▶ _DATA SHOWN_
- - -

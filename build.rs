use chrono::Utc;
use std::{env, process::Command};

#[path = "src/build_env.rs"]
mod build_env;

use build_env::{freeze_value, FrozenValue};

const DEFAULT_RQID: &str = "local-dev";
const DEFAULT_BUILD_NUMBER: &str = "0";

fn main() {
    println!("cargo:rerun-if-env-changed=RQID");
    println!("cargo:rerun-if-env-changed=BUILD_NUMBER");
    println!("cargo:rerun-if-changed=src/build_env.rs");
    println!("cargo:rerun-if-changed=.git/HEAD");
    println!("cargo:rerun-if-changed=.git/refs/heads");

    freeze_build_identity();
    set_build_provenance();
}

// RQID 与 BUILD_NUMBER 在编译期固化，运行期环境变量不再生效
fn freeze_build_identity() {
    let rqid = env_or_default("RQID", DEFAULT_RQID);
    let build_number = env_or_default("BUILD_NUMBER", DEFAULT_BUILD_NUMBER);

    println!("cargo:rustc-env=APP_FROZEN_RQID={}", rqid);
    println!("cargo:rustc-env=APP_FROZEN_BUILD_NUMBER={}", build_number);
}

fn set_build_provenance() {
    let git_commit = Command::new("git")
        .args(["rev-parse", "--short", "HEAD"])
        .output()
        .ok()
        .filter(|output| output.status.success())
        .map(|output| String::from_utf8_lossy(&output.stdout).trim().to_string())
        .filter(|s| !s.is_empty())
        .unwrap_or_else(|| "unknown".to_string());

    let build_timestamp = Utc::now().to_rfc3339();

    println!("cargo:rustc-env=APP_BUILD_COMMIT={}", git_commit);
    println!("cargo:rustc-env=APP_BUILD_TIMESTAMP={}", build_timestamp);
}

fn env_or_default(key: &str, default: &str) -> String {
    let frozen = freeze_value(env::var(key).ok(), default);
    if let FrozenValue::Multiline(_) = frozen {
        // rustc-env 指令无法携带换行
        println!("cargo:warning={} 包含换行符，使用默认值 {}", key, default);
    }
    frozen.into_value()
}
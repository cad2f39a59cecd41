use axum::{
    http::StatusCode,
    response::{IntoResponse, Response},
    Json,
};
use sea_orm::error::DbErr;
use serde::{Deserialize, Serialize};
use tracing::{error, warn};
use utoipa::ToSchema;

fn current_request_id() -> Option<String> {
    crate::tracing::current_request_id().map(|rid| rid.as_str().to_string())
}

/// Error body returned by every failing endpoint
#[derive(Debug, Serialize, Deserialize, ToSchema)]
pub struct ErrorResponse {
    /// Human-readable error description
    #[schema(example = "missing field `warehouse_id`")]
    pub error: String,
}

/// Errors produced below the HTTP layer (service and repository).
#[derive(Debug, thiserror::Error)]
pub enum ServiceError {
    #[error("Database error: {0}")]
    DatabaseError(#[from] DbErr),

    #[error("Validation error: {0}")]
    ValidationError(String),
}

impl From<validator::ValidationErrors> for ServiceError {
    fn from(err: validator::ValidationErrors) -> Self {
        ServiceError::ValidationError(err.to_string())
    }
}

impl ServiceError {
    /// Convenience constructor for wrapping string-based database errors.
    pub fn database_error_message(message: impl Into<String>) -> Self {
        ServiceError::DatabaseError(DbErr::Custom(message.into()))
    }

    /// Default HTTP status for this error when no endpoint-specific mapping applies.
    pub fn status_code(&self) -> StatusCode {
        match self {
            Self::DatabaseError(_) => StatusCode::INTERNAL_SERVER_ERROR,
            Self::ValidationError(_) => StatusCode::UNPROCESSABLE_ENTITY,
        }
    }
}

/// API Error type for HTTP responses
#[derive(Debug, thiserror::Error)]
pub enum ApiError {
    /// Payload could not be decoded or failed field validation.
    #[error("{0}")]
    ValidationError(String),

    /// A write was rejected by the store.
    #[error("{0}")]
    Conflict(ServiceError),

    #[error("{0}")]
    ServiceError(#[from] ServiceError),

    #[error("Request timed out after {0:?}")]
    Timeout(std::time::Duration),
}

impl ApiError {
    pub fn status_code(&self) -> StatusCode {
        match self {
            ApiError::ValidationError(_) => StatusCode::UNPROCESSABLE_ENTITY,
            ApiError::Conflict(_) => StatusCode::CONFLICT,
            ApiError::ServiceError(service_error) => service_error.status_code(),
            ApiError::Timeout(_) => StatusCode::REQUEST_TIMEOUT,
        }
    }
}

impl IntoResponse for ApiError {
    fn into_response(self) -> Response {
        let status = self.status_code();
        let message = self.to_string();
        let request_id = current_request_id();

        if status.is_server_error() {
            error!(request_id = ?request_id, status = status.as_u16(), error = %message, "request failed");
        } else {
            warn!(request_id = ?request_id, status = status.as_u16(), error = %message, "request rejected");
        }

        (status, Json(ErrorResponse { error: message })).into_response()
    }
}

impl From<validator::ValidationErrors> for ApiError {
    fn from(err: validator::ValidationErrors) -> Self {
        ApiError::ValidationError(ServiceError::from(err).to_string())
    }
}
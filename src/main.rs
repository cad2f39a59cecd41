use std::{net::SocketAddr, sync::Arc};

use anyhow::Context;
use http::HeaderValue;
use tokio::signal;
use tower_http::cors::{Any, CorsLayer};
use tracing::{error, info, warn};

use inbound_orders_api as api;

#[tokio::main]
async fn main() -> anyhow::Result<()> {
    let cfg = api::config::load_config().context("failed to load configuration")?;
    api::config::init_tracing(cfg.log_level(), cfg.log_json);

    // Init DB
    let db_pool = api::db::establish_connection_from_app_config(&cfg)
        .await
        .context("failed to connect to database")?;
    if cfg.auto_migrate {
        api::db::run_migrations(&db_pool).await.map_err(|e| {
            error!("Failed running migrations: {}", e);
            e
        })?;
    }

    let db_arc = Arc::new(db_pool);
    let app_state = api::AppState::new(db_arc.clone(), cfg.clone());

    let cors_layer = cors_layer(&cfg)?;

    let app = api::app(app_state).layer(cors_layer);

    // Bind and serve
    let host: std::net::IpAddr = cfg
        .host
        .parse()
        .with_context(|| format!("invalid host address '{}'", cfg.host))?;
    let addr = SocketAddr::from((host, cfg.port));
    info!("inbound-orders-api listening on http://{}", addr);
    let listener = tokio::net::TcpListener::bind(addr)
        .await
        .with_context(|| format!("failed to bind {}", addr))?;

    axum::serve(listener, app.into_make_service())
        .with_graceful_shutdown(shutdown_signal())
        .await?;

    info!("Server stopped; draining database pool");
    if let Ok(pool) = Arc::try_unwrap(db_arc) {
        api::db::close_pool(pool).await?;
    }

    Ok(())
}

fn cors_layer(cfg: &api::config::AppConfig) -> anyhow::Result<CorsLayer> {
    let origins = cfg
        .cors_origins()
        .into_iter()
        .filter_map(|origin| match HeaderValue::from_str(&origin) {
            Ok(value) => Some(value),
            Err(_) => {
                warn!("Ignoring invalid CORS origin '{}'", origin);
                None
            }
        })
        .collect::<Vec<_>>();

    if !origins.is_empty() {
        return Ok(CorsLayer::new()
            .allow_origin(origins)
            .allow_methods(Any)
            .allow_headers(Any));
    }

    if cfg.is_development() {
        info!("Using permissive CORS because explicit origins were not configured (development environment)");
        return Ok(CorsLayer::permissive());
    }

    error!("Missing CORS configuration detected; set APP__CORS_ALLOWED_ORIGINS");
    anyhow::bail!("Missing CORS configuration: set APP__CORS_ALLOWED_ORIGINS")
}

async fn shutdown_signal() {
    let ctrl_c = async {
        if let Err(e) = signal::ctrl_c().await {
            error!("failed to install Ctrl+C handler: {}", e);
            std::future::pending::<()>().await;
        }
    };

    #[cfg(unix)]
    let terminate = async {
        use tokio::signal::unix::{signal, SignalKind};

        match signal(SignalKind::terminate()) {
            Ok(mut sigterm) => {
                sigterm.recv().await;
            }
            Err(e) => {
                error!("failed to install SIGTERM handler: {}", e);
                std::future::pending::<()>().await;
            }
        }
    };

    #[cfg(not(unix))]
    let terminate = std::future::pending::<()>();

    tokio::select! {
        _ = ctrl_c => {},
        _ = terminate => {},
    }

    info!("Shutdown signal received");
}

- - -

▶ _TASK OBJECTIVE_
Go through the preceding material and copy each line that has the word "future".

▶ _RESULT_
            std::future::pending::<()>().await;
                std::future::pending::<()>().await;
    let terminate = std::future::pending::<()>();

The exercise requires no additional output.